The task:
"when" appears in how many lines of the entries? State only the number.

Data supplied:
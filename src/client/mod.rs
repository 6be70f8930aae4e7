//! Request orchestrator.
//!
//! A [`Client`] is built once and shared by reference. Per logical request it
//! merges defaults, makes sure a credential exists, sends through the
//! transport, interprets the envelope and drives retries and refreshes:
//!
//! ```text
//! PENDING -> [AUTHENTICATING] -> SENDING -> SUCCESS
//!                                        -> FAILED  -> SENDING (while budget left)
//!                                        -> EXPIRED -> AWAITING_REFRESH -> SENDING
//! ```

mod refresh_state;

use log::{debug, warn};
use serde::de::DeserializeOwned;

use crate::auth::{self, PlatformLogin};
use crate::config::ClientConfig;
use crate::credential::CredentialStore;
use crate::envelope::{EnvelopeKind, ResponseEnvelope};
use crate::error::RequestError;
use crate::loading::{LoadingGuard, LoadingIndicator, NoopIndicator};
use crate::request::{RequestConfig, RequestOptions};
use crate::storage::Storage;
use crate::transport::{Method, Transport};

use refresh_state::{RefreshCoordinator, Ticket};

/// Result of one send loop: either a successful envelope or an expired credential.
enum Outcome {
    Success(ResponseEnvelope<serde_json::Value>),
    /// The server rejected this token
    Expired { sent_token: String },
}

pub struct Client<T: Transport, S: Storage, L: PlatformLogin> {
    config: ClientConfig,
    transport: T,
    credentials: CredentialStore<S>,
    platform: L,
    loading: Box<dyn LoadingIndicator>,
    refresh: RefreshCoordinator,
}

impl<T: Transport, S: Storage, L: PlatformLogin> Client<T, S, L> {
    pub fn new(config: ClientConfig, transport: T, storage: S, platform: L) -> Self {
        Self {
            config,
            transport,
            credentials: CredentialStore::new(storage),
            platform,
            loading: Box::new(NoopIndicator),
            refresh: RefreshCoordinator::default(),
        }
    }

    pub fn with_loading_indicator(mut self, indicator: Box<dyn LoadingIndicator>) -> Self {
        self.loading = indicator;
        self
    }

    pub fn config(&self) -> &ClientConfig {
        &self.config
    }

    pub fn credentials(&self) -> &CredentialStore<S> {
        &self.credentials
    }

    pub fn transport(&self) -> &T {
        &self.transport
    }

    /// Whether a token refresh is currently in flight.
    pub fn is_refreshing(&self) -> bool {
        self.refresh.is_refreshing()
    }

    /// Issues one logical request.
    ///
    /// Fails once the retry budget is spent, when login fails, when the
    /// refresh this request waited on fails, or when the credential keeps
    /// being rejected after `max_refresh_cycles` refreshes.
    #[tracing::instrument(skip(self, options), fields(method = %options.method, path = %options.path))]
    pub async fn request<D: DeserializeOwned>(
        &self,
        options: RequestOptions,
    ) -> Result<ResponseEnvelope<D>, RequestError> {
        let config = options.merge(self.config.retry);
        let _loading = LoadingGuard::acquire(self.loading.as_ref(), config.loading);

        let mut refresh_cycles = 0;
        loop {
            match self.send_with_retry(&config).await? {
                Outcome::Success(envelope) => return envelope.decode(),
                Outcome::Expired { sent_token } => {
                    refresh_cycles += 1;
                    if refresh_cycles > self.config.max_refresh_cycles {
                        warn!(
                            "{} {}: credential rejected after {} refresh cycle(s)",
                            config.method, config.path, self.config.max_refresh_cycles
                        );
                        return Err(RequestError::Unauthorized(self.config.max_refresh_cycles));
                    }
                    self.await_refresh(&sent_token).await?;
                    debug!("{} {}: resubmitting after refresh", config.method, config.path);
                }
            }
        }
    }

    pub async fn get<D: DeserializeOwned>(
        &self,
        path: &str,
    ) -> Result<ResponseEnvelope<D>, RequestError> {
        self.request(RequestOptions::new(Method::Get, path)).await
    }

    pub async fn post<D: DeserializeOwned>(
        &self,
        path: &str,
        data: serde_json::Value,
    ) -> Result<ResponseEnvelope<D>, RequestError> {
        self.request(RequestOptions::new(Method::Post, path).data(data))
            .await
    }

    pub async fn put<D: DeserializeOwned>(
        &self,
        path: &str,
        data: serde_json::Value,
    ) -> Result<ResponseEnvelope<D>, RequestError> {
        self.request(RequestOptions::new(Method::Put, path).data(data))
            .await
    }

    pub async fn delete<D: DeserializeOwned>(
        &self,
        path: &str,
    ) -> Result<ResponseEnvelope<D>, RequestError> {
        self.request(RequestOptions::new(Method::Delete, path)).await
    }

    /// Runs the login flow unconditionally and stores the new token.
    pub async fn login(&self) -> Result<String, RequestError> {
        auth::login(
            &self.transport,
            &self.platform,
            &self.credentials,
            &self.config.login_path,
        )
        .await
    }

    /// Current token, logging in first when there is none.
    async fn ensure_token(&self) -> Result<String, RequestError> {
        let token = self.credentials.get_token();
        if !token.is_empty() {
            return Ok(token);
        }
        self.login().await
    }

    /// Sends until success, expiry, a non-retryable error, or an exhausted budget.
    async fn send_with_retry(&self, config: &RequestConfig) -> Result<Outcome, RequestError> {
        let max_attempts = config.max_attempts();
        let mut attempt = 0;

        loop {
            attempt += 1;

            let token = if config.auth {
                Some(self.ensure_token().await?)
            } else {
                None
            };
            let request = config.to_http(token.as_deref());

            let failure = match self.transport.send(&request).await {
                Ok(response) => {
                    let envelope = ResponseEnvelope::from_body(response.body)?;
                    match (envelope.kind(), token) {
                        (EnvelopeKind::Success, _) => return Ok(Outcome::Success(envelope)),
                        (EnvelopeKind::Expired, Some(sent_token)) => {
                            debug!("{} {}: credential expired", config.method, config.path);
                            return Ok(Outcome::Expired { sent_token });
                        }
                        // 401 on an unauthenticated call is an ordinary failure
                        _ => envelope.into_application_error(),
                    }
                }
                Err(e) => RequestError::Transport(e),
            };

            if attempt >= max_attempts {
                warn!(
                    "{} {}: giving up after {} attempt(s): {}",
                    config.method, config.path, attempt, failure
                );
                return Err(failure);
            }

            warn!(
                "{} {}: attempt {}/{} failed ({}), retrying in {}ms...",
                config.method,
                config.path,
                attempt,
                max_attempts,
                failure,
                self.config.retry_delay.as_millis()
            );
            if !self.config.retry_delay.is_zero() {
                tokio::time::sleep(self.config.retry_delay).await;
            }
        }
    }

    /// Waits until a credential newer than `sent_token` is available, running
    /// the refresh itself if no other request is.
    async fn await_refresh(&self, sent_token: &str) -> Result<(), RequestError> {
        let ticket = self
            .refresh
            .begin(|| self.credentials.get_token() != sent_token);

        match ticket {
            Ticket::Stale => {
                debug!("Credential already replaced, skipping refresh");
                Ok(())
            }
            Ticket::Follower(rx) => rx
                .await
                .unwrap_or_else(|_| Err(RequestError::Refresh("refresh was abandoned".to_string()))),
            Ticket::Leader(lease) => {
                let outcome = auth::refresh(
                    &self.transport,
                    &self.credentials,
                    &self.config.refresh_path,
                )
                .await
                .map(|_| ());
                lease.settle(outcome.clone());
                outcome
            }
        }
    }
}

--

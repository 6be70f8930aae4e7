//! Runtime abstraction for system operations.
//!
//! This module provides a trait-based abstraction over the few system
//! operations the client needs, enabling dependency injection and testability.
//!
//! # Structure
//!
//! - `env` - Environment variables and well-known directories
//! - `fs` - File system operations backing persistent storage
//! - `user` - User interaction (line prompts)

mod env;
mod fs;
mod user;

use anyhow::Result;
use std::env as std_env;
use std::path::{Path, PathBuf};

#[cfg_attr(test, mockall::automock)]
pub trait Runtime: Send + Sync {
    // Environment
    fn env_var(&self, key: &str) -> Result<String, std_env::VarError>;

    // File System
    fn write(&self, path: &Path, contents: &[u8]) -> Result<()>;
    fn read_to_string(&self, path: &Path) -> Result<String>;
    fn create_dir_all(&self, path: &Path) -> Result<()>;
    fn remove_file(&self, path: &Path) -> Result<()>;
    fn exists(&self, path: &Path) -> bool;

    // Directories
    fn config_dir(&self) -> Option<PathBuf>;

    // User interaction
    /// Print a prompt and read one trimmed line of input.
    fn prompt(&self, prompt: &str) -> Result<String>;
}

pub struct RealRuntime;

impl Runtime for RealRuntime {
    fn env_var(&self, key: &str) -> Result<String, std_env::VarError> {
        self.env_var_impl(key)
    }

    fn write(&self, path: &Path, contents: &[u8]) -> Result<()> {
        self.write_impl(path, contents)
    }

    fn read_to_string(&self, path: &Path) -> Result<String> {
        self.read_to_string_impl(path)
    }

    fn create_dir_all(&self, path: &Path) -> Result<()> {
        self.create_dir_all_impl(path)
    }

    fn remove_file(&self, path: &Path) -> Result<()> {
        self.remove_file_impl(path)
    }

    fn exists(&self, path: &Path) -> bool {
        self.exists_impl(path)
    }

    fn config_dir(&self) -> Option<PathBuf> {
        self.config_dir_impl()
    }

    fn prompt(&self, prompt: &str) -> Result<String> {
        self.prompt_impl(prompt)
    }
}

Completed exercise:
3